トマトを3つほど食べ、そそくさと洗面所に行って応急処置をする。
さあ、出発だ!
大判ハンカチを前掛けのようにひらひらさせながら、再び鎌倉街道を歩き出す。
街道は国道246号を越え、独特のカーブを描きながら住宅街を抜けていく。
住所表示を見たら「横浜市瀬谷区」、いつのまにか神奈川県に入っていた。
群馬県の高崎から、埼玉県、東京都と南下。ゴールが近づいている。
「北向地蔵」の右を入っていくと「中屋敷一丁目」。
懐かしい風景へと入っていく。
大きな邸宅でもあるのだろうか、高い生垣が続いている。
しばらく歩くと、「瀬谷銀行跡」が現れた。
これが銀行?
案内板を見ると、この邸宅の中に地域の人々のための銀行があったという。
明治期、瀬谷村では養蚕業が盛んだった。
明治20年後半からは製糸場が続々と設立され、さらなる産業の発展のため、瀬谷村の村役だった小島政五郎が中心となり、明治40(1907)年に瀬谷銀行が開業する。
銀行の本店は政五郎の自宅におかれ、その後30年間、昭和10(1935)年に鎌倉銀行に合併されるまで、地域の振興に貢献したとのことだ。
またしても、絹の登場。
いったいなぜ、日本の生糸は世界でもてはやされたのだろう。
調べてみると、明治期の世界市場において、生糸は、日本にとって「勝算のある」輸出品だったことがわかる。
当時の絹製品の最大の消費地はヨーロッパ。現地でも生糸を生産していた。
ところが1845年頃から、欧州では「微粒子病」という蚕の病気が流行し、生産量が大幅に落ち込んだ。
一方、生糸の最大の輸出国だった清(中国)は、アヘン戦争や太平天国の乱で国内は混乱状態。生糸の輸出は滞っていた。
世界的な品不足の状況下で、欧州の商人が開国したばかりの日本に行ってみると、良質な生糸が手に入ることがわかる。
日本は空白の欧米市場に、生糸を売り込むのだ。
それは単に、「時の運を得た」ということではない。
遅くとも奈良時代までには全国に広まっていた養蚕の技術。
皇室をはじめとし、村々においても代々伝えられた、養蚕にまつわる伝統・文化。
そして、蚕や生糸、絹を運んだ街道という下地があってこそ成立する、サクセス・ストーリーなのだ。

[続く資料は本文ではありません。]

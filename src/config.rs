use anyhow::{anyhow, Result};
use serde::Deserialize;
use std::net::{IpAddr, SocketAddr};
use std::path::{Path, PathBuf};
use std::time::Duration;

use crate::channel::DEFAULT_SHM_DIR;
use crate::detect::DetectorKind;

pub const DEFAULT_PORT: u16 = 51000;
const DEFAULT_BIND: &str = "127.0.0.1";
const DEFAULT_SEND_TIMEOUT_SECS: u64 = 30;

#[derive(Debug, Deserialize, Default)]
struct BridgeConfigFile {
    port: Option<u16>,
    shm_port: Option<u16>,
    shm_dir: Option<PathBuf>,
    bind: Option<String>,
    detector: Option<DetectorConfigFile>,
    delivery: Option<DeliveryConfigFile>,
    debug_dir: Option<PathBuf>,
}

#[derive(Debug, Deserialize, Default)]
struct DetectorConfigFile {
    kind: Option<String>,
    model_path: Option<PathBuf>,
}

#[derive(Debug, Deserialize, Default)]
struct DeliveryConfigFile {
    timeout_secs: Option<u64>,
}

/// Process configuration for the bridge daemon.
#[derive(Debug, Clone)]
pub struct BridgeConfig {
    /// Control endpoint port, also stamped on outbound envelopes.
    pub port: u16,
    /// Shared-memory channel id. Follows `port` when unset.
    pub shm_port: Option<u16>,
    pub shm_dir: PathBuf,
    pub bind: String,
    pub detector: DetectorKind,
    pub model_path: Option<PathBuf>,
    pub send_timeout: Duration,
    pub debug_dir: Option<PathBuf>,
}

impl Default for BridgeConfig {
    fn default() -> Self {
        Self {
            port: DEFAULT_PORT,
            shm_port: None,
            shm_dir: PathBuf::from(DEFAULT_SHM_DIR),
            bind: DEFAULT_BIND.to_string(),
            detector: DetectorKind::Auto,
            model_path: None,
            send_timeout: Duration::from_secs(DEFAULT_SEND_TIMEOUT_SECS),
            debug_dir: None,
        }
    }
}

impl BridgeConfig {
    /// Defaults, then the file named by `FRAME_BRIDGE_CONFIG`, then env overrides.
    pub fn load() -> Result<Self> {
        let config_path = std::env::var("FRAME_BRIDGE_CONFIG").ok().map(PathBuf::from);
        Self::load_from(config_path.as_deref())
    }

    /// Like `load`, with the config file given explicitly.
    pub fn load_from(config_path: Option<&Path>) -> Result<Self> {
        let file_cfg = match config_path {
            Some(path) => Some(read_config_file(path)?),
            None => None,
        };
        let mut cfg = Self::from_file(file_cfg.unwrap_or_default())?;
        cfg.apply_env()?;
        cfg.validate()?;
        Ok(cfg)
    }

    pub fn shm_port(&self) -> u16 {
        self.shm_port.unwrap_or(self.port)
    }

    pub fn api_addr(&self) -> Result<SocketAddr> {
        let ip: IpAddr = self
            .bind
            .parse()
            .map_err(|_| anyhow!("bind address '{}' is not an IP address", self.bind))?;
        Ok(SocketAddr::new(ip, self.port))
    }

    fn from_file(file: BridgeConfigFile) -> Result<Self> {
        let defaults = Self::default();
        let detector = match file.detector.as_ref().and_then(|d| d.kind.as_deref()) {
            Some(kind) => kind.parse()?,
            None => defaults.detector,
        };
        Ok(Self {
            port: file.port.unwrap_or(defaults.port),
            shm_port: file.shm_port,
            shm_dir: file.shm_dir.unwrap_or(defaults.shm_dir),
            bind: file.bind.unwrap_or(defaults.bind),
            detector,
            model_path: file.detector.and_then(|d| d.model_path),
            send_timeout: file
                .delivery
                .and_then(|d| d.timeout_secs)
                .map(Duration::from_secs)
                .unwrap_or(defaults.send_timeout),
            debug_dir: file.debug_dir,
        })
    }

    fn apply_env(&mut self) -> Result<()> {
        if let Ok(port) = std::env::var("FRAME_BRIDGE_PORT") {
            self.port = parse_port("FRAME_BRIDGE_PORT", &port)?;
        }
        if let Ok(port) = std::env::var("FRAME_BRIDGE_SHM_PORT") {
            self.shm_port = Some(parse_port("FRAME_BRIDGE_SHM_PORT", &port)?);
        }
        if let Ok(dir) = std::env::var("FRAME_BRIDGE_SHM_DIR") {
            if !dir.trim().is_empty() {
                self.shm_dir = PathBuf::from(dir);
            }
        }
        if let Ok(bind) = std::env::var("FRAME_BRIDGE_BIND") {
            if !bind.trim().is_empty() {
                self.bind = bind.trim().to_string();
            }
        }
        if let Ok(kind) = std::env::var("FRAME_BRIDGE_DETECTOR") {
            if !kind.trim().is_empty() {
                self.detector = kind.parse()?;
            }
        }
        if let Ok(path) = std::env::var("FRAME_BRIDGE_MODEL_PATH") {
            if !path.trim().is_empty() {
                self.model_path = Some(PathBuf::from(path));
            }
        }
        if let Ok(path) = std::env::var("FRAME_BRIDGE_DEBUG_DIR") {
            if !path.trim().is_empty() {
                self.debug_dir = Some(PathBuf::from(path));
            }
        }
        if let Ok(timeout) = std::env::var("FRAME_BRIDGE_SEND_TIMEOUT_SECS") {
            let seconds: u64 = timeout.parse().map_err(|_| {
                anyhow!("FRAME_BRIDGE_SEND_TIMEOUT_SECS must be an integer number of seconds")
            })?;
            self.send_timeout = Duration::from_secs(seconds);
        }
        Ok(())
    }

    /// Check cross-field constraints. Run again after command-line overrides.
    pub fn validate(&self) -> Result<()> {
        self.api_addr()?;
        if self.shm_dir.as_os_str().is_empty() {
            return Err(anyhow!("shared memory directory must not be empty"));
        }
        if self.send_timeout.is_zero() {
            return Err(anyhow!("delivery timeout must be greater than zero"));
        }
        if self.detector == DetectorKind::Model && self.model_path.is_none() {
            return Err(anyhow!("detector 'model' requires a model path"));
        }
        Ok(())
    }
}

fn parse_port(key: &str, value: &str) -> Result<u16> {
    value
        .trim()
        .parse()
        .map_err(|_| anyhow!("{} must be a port number, got '{}'", key, value))
}

fn read_config_file(path: &Path) -> Result<BridgeConfigFile> {
    let raw = std::fs::read_to_string(path)
        .map_err(|e| anyhow!("failed to read config file {}: {}", path.display(), e))?;
    let cfg = serde_json::from_str(&raw)
        .map_err(|e| anyhow!("invalid config file {}: {}", path.display(), e))?;
    Ok(cfg)
}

蚕の吐く細い糸、養蚕地と市場・港を結ぶ細い道、これらが今の日本を作ってきたことを振り返り、静かな感動に包まれた。
どこか懐かしい風景の中を、街道が続いていく。
道とは「繋ぐ」もの。
高崎から鎌倉まで、過去と現在を繋ぎながら歴史を紡ぎ、今こうして、僕はこの道を歩いている。